As for the live music, nighttime delivered black skies, bright stars and rave-like dance parties. This year's lineup was a heavy on the DJ/Electronic acts with large-scale lights and graphic production. Headliners included Moby, Pretty Lights, Bassnectar and Brazilian Girls. Each night I went down to the main stage to survey the scene, grab a few drinks, dance like a crazy person for about an hour and call it a night, which worked out perfectly, because full emersion into my surroundings might have eliminated the chances of making it to yoga at all the next day.
Photo: Tinywater Photography
Although personally I prefer the vein of Andrew Bird and Broken Social Scene, with a dose of Girl Talk like 2009, there was a bigger turnout for the series of Electronic and Trance performances than last year's Indie/Folk centric shows. In terms of direction of the music lineup for the future: "We're still figuring that out a bit," said Jeff Krasno, Co-Founder of the festival. This year was a success from a music ticket sales perspective and everyone likes a dance party, but according to Krasno, Wanderlust will continue to seek a music meeting place right on the edge of the yoga clan interest and local area appeal.

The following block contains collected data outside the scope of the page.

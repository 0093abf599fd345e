
use beehive::{
    BeeSpec, HistoryEvent, Jid, JobRequest, JobStatus, SubmitOptions, WorkerError,
    worker::handler,
};
use serde_json::{Value, json};
use std::{
    sync::{
        Arc, Mutex,
        atomic::{AtomicUsize, Ordering},
    },
    time::Duration,
};
use test_utils::{setup_hive, sum_handler, wait_until};
use tokio::{sync::Notify, time::sleep};

/// Test that canceling a parent cancels its sub-jobs and refuses new ones
#[tokio::test]
async fn test_cancel_cascades_to_sub_jobs() {
    let hive = setup_hive();
    let child_jid = Arc::new(Mutex::new(None::<Jid>));
    let refused = Arc::new(Mutex::new(None::<bool>));
    let child_ready = Arc::new(Notify::new());
    let worker_done = Arc::new(Notify::new());

    let (slot, verdict, ready, done) = (
        child_jid.clone(),
        refused.clone(),
        child_ready.clone(),
        worker_done.clone(),
    );
    hive.bee(
        "parent",
        BeeSpec::new(handler(move |job, _| {
            let (slot, verdict, ready, done) =
                (slot.clone(), verdict.clone(), ready.clone(), done.clone());
            async move {
                // nobody serves "child": the sub-job waits until canceled
                let child = job.sub(JobRequest::new("child").arg(1)).await?;
                *slot.lock().unwrap() = Some(child.jid());
                ready.notify_one();

                let outcome = child.result().await;
                let again = job.sub(JobRequest::new("child").arg(2)).await;
                *verdict.lock().unwrap() = Some(again.err().is_some_and(|e| e.is_canceled()));
                done.notify_one();
                outcome.map_err(WorkerError::from)
            }
        })),
    )
    .await
    .unwrap();

    let parent = hive.submit(JobRequest::new("parent")).await.unwrap();
    child_ready.notified().await;
    let child = child_jid.lock().unwrap().unwrap();

    let child_handle = hive.job(child).await.unwrap();
    assert_eq!(child_handle.parent(), Some(parent.jid()));
    assert_eq!(child_handle.status(), JobStatus::Queued);

    parent.cancel().await.unwrap();
    assert!(parent.result().await.unwrap_err().is_canceled());
    assert!(child_handle.result().await.unwrap_err().is_canceled());

    worker_done.notified().await;
    assert_eq!(*refused.lock().unwrap(), Some(true));
    assert_eq!(hive.queue_size("child").await.unwrap(), 0);

    sleep(Duration::from_millis(50)).await;
    parent.update().await.unwrap();
    assert_eq!(parent.status(), JobStatus::Canceled);

    hive.shutdown().await;
}

/// Test that a parent can fan out sub-jobs and combine their results
#[tokio::test]
async fn test_sub_job_fan_out() {
    let hive = setup_hive();
    let calls = Arc::new(AtomicUsize::new(0));
    hive.bee("sum", BeeSpec::new(sum_handler(calls.clone())))
        .await
        .unwrap();
    hive.bee(
        "fanout",
        BeeSpec::new(handler(|job, _| async move {
            let mut children = Vec::new();
            for n in 1..=3 {
                children.push(job.sub(JobRequest::new("sum").args([n, n])).await?);
            }
            let mut total = 0;
            for child in children {
                total += child.result().await?.as_i64().unwrap_or_default();
            }
            Ok(json!(total))
        })),
    )
    .await
    .unwrap();

    let job = hive.submit(JobRequest::new("fanout")).await.unwrap();
    assert_eq!(job.result().await.unwrap(), json!(12));
    assert_eq!(calls.load(Ordering::SeqCst), 3);

    hive.shutdown().await;
}

/// Test that dependencies given by tag wait for every tagged job
#[tokio::test]
async fn test_dependencies_on_tags() {
    let hive = setup_hive();
    let finished = Arc::new(AtomicUsize::new(0));

    let counter = finished.clone();
    hive.bee(
        "batch",
        BeeSpec::new(handler(move |job, _| {
            let counter = counter.clone();
            async move {
                let n: u64 = job.arg(0)?;
                sleep(Duration::from_millis(20 * n)).await;
                counter.fetch_add(1, Ordering::SeqCst);
                Ok(json!(n))
            }
        })),
    )
    .await
    .unwrap();

    let seen = finished.clone();
    hive.bee(
        "aggregate",
        BeeSpec::new(handler(move |_, _| {
            let seen = seen.clone();
            async move { Ok(json!(seen.load(Ordering::SeqCst))) }
        })),
    )
    .await
    .unwrap();

    for n in 1..=3 {
        hive.submit(
            JobRequest::new("batch")
                .arg(n)
                .options(SubmitOptions::new().with_tags(["batch-7"])),
        )
        .await
        .unwrap();
    }

    let aggregate = hive
        .submit(
            JobRequest::new("aggregate")
                .options(SubmitOptions::new().with_dependencies_on_tags(["batch-7"])),
        )
        .await
        .unwrap();
    assert_eq!(aggregate.options().dependencies.len(), 3);
    assert_eq!(aggregate.result().await.unwrap(), json!(3));

    hive.shutdown().await;
}

/// Test that a failed or canceled dependency still releases its dependant
#[tokio::test]
async fn test_unsuccessful_dependencies_release_dependants() {
    let hive = setup_hive();
    let calls = Arc::new(AtomicUsize::new(0));
    hive.bee("sum", BeeSpec::new(sum_handler(calls.clone())))
        .await
        .unwrap();

    let failing = hive.submit(JobRequest::new("sum").args([-5, 1])).await.unwrap();
    let after_failure = hive
        .submit(
            JobRequest::new("sum")
                .args([1, 2])
                .options(SubmitOptions::new().with_dependency(failing.jid())),
        )
        .await
        .unwrap();
    assert!(failing.result().await.is_err());
    assert_eq!(after_failure.result().await.unwrap(), json!(3));

    // nobody serves "idle", so the dependency only ever gets canceled
    let never = hive.submit(JobRequest::new("idle")).await.unwrap();
    let after_cancel = hive
        .submit(
            JobRequest::new("sum")
                .args([2, 2])
                .options(SubmitOptions::new().with_dependency(never.jid())),
        )
        .await
        .unwrap();
    sleep(Duration::from_millis(60)).await;
    assert_eq!(after_cancel.status(), JobStatus::Delayed);

    hive.cancel(never.jid()).await.unwrap();
    assert_eq!(after_cancel.result().await.unwrap(), json!(4));

    hive.shutdown().await;
}

/// Test that options changed by the worker govern the retry decision
#[tokio::test]
async fn test_worker_adjusted_options() {
    let hive = setup_hive();
    let calls = Arc::new(AtomicUsize::new(0));

    let counter = calls.clone();
    hive.bee(
        "stubborn",
        BeeSpec::new(handler(move |job, _| {
            let counter = counter.clone();
            async move {
                counter.fetch_add(1, Ordering::SeqCst);
                job.update_options(|options| options.retries = 0);
                Err::<Value, _>(WorkerError::new("giving up"))
            }
        })),
    )
    .await
    .unwrap();

    let job = hive.submit(JobRequest::new("stubborn")).await.unwrap();
    assert_eq!(job.options().retries, 5);

    let err = job.result().await.unwrap_err();
    assert_eq!(err.to_string(), "No more retries");
    assert_eq!(calls.load(Ordering::SeqCst), 1);
    assert_eq!(job.options().retries, 0);

    hive.shutdown().await;
}

/// Test that a worker error can carry its own retry delay
#[tokio::test]
async fn test_error_retry_delay_override() {
    let hive = setup_hive();
    hive.bee(
        "later",
        BeeSpec::new(handler(|job, _| async move {
            if job.retries() == 0 {
                return Err(WorkerError::new("not yet").with_retry_delay(Duration::from_millis(200)));
            }
            Ok(json!("now"))
        })),
    )
    .await
    .unwrap();

    let job = hive.submit(JobRequest::new("later")).await.unwrap();
    assert_eq!(job.result().await.unwrap(), json!("now"));

    let record = job.record();
    let exception = record.find_event("exception").unwrap();
    let retried = record
        .history
        .iter()
        .filter(|e| matches!(e.event, HistoryEvent::Popped { .. }))
        .nth(1)
        .unwrap();
    assert!(retried.timestamp - exception.timestamp >= 200);
    assert!(record.history.iter().any(|e| matches!(
        e.event,
        HistoryEvent::Delayed { till } if till - exception.timestamp == 200
    )));

    hive.shutdown().await;
}

/// Test that a job identical to a running one waits for and mirrors its outcome
#[tokio::test]
async fn test_duplicate_of_running_job() {
    let hive = setup_hive();
    let calls = Arc::new(AtomicUsize::new(0));
    let started = Arc::new(Notify::new());

    let (counter, signal) = (calls.clone(), started.clone());
    hive.bee(
        "slow-sum",
        BeeSpec::new(handler(move |job, _| {
            let (counter, signal) = (counter.clone(), signal.clone());
            async move {
                counter.fetch_add(1, Ordering::SeqCst);
                signal.notify_one();
                sleep(Duration::from_millis(100)).await;
                let a: i64 = job.arg(0)?;
                let b: i64 = job.arg(1)?;
                Ok(json!(a + b))
            }
        })),
    )
    .await
    .unwrap();

    let original = hive.submit(JobRequest::new("slow-sum").args([7, 8])).await.unwrap();
    started.notified().await;
    let duplicate = hive.submit(JobRequest::new("slow-sum").args([7, 8])).await.unwrap();

    assert_eq!(duplicate.result().await.unwrap(), json!(15));
    assert_eq!(original.result().await.unwrap(), json!(15));
    assert_eq!(calls.load(Ordering::SeqCst), 1);
    assert_eq!(duplicate.duplicate_jid(), Some(original.jid()));

    hive.shutdown().await;
}

/// Test that finished jobs expire after their TTL and are deleted after another
#[tokio::test]
async fn test_results_expire_then_disappear() {
    let hive = setup_hive();
    let calls = Arc::new(AtomicUsize::new(0));
    hive.bee("sum", BeeSpec::new(sum_handler(calls.clone())))
        .await
        .unwrap();

    let ttl = Duration::from_millis(100);
    let job = hive
        .submit(
            JobRequest::new("sum")
                .args([3, 4])
                .options(SubmitOptions::new().with_ttl(ttl).with_tags(["short-lived"])),
        )
        .await
        .unwrap();
    assert_eq!(job.result().await.unwrap(), json!(7));
    let jid = job.jid();

    assert!(
        wait_until(Duration::from_secs(2), || {
            let hive = hive.clone();
            async move { hive.job(jid).await.is_err_and(|e| e.is_expired()) }
        })
        .await
    );
    assert!(hive.search(["short-lived"]).await.unwrap().is_empty());

    // the fingerprint is free again: an identical job runs
    let again = hive.submit(JobRequest::new("sum").args([3, 4])).await.unwrap();
    assert_eq!(again.result().await.unwrap(), json!(7));
    assert_eq!(calls.load(Ordering::SeqCst), 2);

    assert!(
        wait_until(Duration::from_secs(2), || {
            let hive = hive.clone();
            async move { hive.job(jid).await.is_err_and(|e| e.is_not_found()) }
        })
        .await
    );

    hive.shutdown().await;
}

It was clear that this type of music also attracted a whole new party to the festival, mostly consisting of younger people from the surrounding areas, sporting accessories that glowed, and perhaps an interest in heavier drugs than most of the yoga crowd. But mainly, everyone was well behaved and down for a good time and seeing the occasional college kid still dressed in a cape and neon sunglasses on the way to morning yoga was merely an amusing juxtaposition.
My favorite music moment of the weekend was watching Kelli Scarr cover Neil Young's "Helpless" at Moby's acoustic afternoon performance, set against the dramatic mountain landscape and blue skies. Moby also appeared at a Wanderlust "speakeasy", as this year's event grew to include a to include a series of TED-inspired lectures on health, wellness, environment, media, cooking and meditation lead by him and other recognizable names like Mariel Hemmingway, and Adrian Grenier. According to Krasno, the goal is to integrate the artists and teachers into every aspect of the Wanderlust and its surroundings: "We want to continue to connect the experience to the place. The concept for next year would be to approach the musicians and involve them in the whole weekend: A DJ Set, then leading a hike, giving a lecture...and do the same thing with the yoga teachers". Looking more forward still, the Wanderlust crew is hoping to expand the festival to other locations and make this kind of gathering available to people all over the country. Places like Vermont and Colorado are at the top of that list.
As long as it can maintain its integrity of its concept, I say the more the better. Wanderlust has thoughtfully and successfully integrated yoga, music, nature and cultural interest in a way that offers an uplifting, entertaining, transcendent and truly unique getaway. And as it continues to grow and promote progressive ideas, it sets a precedent and raises the bar for the elating, holistic-lifestyle festival experience.